[Exercise input — start]

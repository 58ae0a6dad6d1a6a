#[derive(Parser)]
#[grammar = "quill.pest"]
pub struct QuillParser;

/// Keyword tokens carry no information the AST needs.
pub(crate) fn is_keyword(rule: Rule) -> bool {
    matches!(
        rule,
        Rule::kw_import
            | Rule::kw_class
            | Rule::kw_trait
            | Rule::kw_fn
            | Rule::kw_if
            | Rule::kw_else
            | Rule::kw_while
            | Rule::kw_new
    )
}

[Exercise input — finish]
[Exercise input — start]

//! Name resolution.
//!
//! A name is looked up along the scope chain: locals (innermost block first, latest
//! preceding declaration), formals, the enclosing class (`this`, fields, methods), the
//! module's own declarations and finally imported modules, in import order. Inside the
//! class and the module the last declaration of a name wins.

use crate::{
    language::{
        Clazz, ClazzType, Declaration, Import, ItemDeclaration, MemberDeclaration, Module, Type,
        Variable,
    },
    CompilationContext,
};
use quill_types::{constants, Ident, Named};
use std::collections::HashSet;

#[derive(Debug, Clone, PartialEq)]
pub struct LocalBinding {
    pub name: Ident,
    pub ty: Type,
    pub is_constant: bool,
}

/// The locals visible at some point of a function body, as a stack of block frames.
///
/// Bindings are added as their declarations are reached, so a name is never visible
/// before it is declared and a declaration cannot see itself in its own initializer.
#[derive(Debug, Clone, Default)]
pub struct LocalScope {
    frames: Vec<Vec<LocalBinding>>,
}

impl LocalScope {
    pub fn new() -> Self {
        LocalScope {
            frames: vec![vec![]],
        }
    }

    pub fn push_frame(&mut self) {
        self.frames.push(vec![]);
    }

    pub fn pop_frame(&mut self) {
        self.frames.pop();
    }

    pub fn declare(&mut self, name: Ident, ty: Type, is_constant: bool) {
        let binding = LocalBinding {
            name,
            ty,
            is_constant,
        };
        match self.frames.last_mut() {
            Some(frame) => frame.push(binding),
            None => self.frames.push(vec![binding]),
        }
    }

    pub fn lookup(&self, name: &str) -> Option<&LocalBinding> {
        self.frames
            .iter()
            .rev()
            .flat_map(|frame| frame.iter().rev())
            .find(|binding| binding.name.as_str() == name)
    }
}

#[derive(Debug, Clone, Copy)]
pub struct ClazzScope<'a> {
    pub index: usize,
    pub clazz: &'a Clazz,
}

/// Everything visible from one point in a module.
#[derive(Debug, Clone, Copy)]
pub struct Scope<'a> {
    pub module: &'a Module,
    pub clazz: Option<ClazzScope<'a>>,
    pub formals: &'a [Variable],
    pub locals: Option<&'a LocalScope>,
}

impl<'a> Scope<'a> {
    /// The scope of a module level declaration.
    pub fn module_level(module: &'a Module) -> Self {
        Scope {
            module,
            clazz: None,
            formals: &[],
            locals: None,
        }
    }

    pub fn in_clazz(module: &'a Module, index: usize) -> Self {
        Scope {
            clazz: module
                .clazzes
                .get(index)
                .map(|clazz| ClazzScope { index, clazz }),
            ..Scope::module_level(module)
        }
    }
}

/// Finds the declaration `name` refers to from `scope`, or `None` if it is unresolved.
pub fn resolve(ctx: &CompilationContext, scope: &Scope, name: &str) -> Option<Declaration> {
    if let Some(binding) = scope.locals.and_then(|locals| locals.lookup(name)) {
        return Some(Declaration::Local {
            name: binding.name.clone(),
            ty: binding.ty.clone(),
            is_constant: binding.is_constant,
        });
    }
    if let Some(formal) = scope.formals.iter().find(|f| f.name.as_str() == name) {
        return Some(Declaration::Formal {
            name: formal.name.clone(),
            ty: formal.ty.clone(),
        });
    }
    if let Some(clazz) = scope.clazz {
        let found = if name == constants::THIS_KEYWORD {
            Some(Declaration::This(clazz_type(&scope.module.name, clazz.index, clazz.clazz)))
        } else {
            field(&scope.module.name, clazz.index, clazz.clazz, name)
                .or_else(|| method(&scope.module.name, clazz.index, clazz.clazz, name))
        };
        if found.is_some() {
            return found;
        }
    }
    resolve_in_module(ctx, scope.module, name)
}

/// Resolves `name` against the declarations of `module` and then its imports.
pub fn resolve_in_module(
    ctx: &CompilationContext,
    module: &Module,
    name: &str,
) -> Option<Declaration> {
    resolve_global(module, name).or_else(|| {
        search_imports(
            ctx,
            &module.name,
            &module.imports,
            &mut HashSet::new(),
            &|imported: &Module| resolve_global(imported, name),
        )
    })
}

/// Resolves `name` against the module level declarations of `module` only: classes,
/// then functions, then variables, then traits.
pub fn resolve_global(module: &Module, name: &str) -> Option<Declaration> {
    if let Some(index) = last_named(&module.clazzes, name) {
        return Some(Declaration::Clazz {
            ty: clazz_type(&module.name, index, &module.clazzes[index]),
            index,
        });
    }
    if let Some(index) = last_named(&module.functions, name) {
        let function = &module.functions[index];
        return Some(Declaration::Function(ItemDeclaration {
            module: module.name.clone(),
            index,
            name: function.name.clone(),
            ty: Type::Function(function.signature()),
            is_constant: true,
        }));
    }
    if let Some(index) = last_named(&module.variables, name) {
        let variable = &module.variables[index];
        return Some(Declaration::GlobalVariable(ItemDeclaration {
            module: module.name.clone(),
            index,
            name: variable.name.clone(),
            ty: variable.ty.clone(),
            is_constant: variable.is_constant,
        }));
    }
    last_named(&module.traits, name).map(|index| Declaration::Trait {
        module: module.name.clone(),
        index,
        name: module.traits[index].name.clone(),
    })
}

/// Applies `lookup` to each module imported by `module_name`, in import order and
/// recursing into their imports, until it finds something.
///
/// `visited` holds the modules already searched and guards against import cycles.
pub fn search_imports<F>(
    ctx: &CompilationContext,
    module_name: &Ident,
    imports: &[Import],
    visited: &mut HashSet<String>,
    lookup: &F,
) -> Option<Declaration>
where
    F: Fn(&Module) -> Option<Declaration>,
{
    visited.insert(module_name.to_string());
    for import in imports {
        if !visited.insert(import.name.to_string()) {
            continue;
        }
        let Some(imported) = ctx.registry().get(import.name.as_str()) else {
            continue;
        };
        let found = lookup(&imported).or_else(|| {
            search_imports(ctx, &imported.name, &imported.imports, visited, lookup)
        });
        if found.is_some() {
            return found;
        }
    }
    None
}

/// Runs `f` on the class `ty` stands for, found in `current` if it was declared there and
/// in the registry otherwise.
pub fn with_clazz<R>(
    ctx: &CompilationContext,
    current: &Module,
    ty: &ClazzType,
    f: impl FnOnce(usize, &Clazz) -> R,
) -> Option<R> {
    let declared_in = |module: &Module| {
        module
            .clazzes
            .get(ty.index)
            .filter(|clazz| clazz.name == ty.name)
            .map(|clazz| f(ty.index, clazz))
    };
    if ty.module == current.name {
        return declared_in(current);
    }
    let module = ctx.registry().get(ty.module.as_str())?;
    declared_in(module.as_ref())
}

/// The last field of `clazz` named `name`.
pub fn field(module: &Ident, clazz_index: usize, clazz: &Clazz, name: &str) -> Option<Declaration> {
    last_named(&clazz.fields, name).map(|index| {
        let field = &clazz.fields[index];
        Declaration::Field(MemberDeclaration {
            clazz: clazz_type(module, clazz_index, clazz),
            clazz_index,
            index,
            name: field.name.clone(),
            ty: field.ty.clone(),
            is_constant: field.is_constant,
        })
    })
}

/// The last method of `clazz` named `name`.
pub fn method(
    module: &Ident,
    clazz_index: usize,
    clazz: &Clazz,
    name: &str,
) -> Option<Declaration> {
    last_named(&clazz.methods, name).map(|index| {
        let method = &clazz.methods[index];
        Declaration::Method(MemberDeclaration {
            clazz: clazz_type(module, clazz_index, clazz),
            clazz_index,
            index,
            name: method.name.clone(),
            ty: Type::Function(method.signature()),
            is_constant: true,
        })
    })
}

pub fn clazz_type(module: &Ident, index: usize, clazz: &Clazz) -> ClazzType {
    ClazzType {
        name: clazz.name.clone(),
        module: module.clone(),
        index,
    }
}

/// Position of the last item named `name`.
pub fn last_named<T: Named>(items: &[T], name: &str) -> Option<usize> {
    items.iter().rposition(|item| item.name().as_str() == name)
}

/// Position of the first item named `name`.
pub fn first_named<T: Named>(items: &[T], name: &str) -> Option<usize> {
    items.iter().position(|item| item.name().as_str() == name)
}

[Exercise input — finish]
[Exercise input — start]

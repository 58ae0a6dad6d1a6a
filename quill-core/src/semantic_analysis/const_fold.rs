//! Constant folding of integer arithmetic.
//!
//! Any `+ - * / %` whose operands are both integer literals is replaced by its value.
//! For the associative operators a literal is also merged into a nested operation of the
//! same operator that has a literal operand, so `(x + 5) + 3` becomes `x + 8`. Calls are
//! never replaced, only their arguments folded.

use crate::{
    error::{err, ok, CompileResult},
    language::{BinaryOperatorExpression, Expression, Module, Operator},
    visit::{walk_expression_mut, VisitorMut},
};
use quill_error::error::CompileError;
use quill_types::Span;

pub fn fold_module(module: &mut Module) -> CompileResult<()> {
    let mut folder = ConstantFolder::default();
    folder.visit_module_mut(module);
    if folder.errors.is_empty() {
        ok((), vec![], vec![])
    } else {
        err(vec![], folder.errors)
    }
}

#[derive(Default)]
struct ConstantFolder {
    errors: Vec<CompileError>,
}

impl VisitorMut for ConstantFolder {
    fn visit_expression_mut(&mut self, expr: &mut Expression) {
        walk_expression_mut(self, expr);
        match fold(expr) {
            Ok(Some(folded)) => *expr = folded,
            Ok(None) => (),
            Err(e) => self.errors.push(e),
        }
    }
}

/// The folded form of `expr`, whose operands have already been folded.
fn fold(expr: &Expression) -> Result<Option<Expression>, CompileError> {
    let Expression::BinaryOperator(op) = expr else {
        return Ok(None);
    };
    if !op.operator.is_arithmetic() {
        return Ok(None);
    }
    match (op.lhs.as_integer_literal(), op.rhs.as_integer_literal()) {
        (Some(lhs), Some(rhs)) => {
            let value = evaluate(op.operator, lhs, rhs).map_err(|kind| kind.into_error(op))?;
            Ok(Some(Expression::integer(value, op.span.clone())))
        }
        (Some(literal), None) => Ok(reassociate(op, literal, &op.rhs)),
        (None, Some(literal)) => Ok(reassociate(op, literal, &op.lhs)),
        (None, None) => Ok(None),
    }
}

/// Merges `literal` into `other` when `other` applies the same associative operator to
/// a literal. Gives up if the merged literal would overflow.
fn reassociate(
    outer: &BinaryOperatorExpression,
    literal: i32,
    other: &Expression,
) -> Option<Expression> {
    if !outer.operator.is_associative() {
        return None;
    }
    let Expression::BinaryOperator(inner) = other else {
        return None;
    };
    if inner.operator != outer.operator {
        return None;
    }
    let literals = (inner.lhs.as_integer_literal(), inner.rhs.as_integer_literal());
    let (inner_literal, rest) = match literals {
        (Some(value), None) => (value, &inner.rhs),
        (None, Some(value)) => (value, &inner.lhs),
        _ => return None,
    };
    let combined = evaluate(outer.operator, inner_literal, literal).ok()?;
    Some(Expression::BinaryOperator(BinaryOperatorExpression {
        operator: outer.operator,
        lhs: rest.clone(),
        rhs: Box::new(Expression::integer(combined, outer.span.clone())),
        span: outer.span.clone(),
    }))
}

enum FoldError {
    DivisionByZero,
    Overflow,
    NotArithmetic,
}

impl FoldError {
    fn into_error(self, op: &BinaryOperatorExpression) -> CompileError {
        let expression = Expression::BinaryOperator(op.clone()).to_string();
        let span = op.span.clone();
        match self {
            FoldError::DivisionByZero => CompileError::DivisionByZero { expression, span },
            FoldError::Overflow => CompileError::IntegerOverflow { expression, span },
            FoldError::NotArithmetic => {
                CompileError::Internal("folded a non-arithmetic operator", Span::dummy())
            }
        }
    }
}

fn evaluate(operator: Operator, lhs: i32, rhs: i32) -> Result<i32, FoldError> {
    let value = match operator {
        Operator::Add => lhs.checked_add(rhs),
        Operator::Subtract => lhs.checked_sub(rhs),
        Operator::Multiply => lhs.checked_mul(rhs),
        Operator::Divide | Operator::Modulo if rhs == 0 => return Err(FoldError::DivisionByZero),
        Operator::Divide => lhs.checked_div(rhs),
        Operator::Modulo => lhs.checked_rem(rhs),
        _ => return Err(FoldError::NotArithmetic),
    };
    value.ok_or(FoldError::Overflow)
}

[Exercise input — finish]

Exercise aim =
Restate word for word only the lines above from the line containing "if let Some(formal)" to the line containing "resolve_in_module(ctx, scope.module, name)", both of them included.

Written response =
    if let Some(formal) = scope.formals.iter().find(|f| f.name.as_str() == name) {
        return Some(Declaration::Formal {
            name: formal.name.clone(),
            ty: formal.ty.clone(),
        });
    }
    if let Some(clazz) = scope.clazz {
        let found = if name == constants::THIS_KEYWORD {
            Some(Declaration::This(clazz_type(&scope.module.name, clazz.index, clazz.clazz)))
        } else {
            field(&scope.module.name, clazz.index, clazz.clazz, name)
                .or_else(|| method(&scope.module.name, clazz.index, clazz.clazz, name))
        };
        if found.is_some() {
            return found;
        }
    }
    resolve_in_module(ctx, scope.module, name)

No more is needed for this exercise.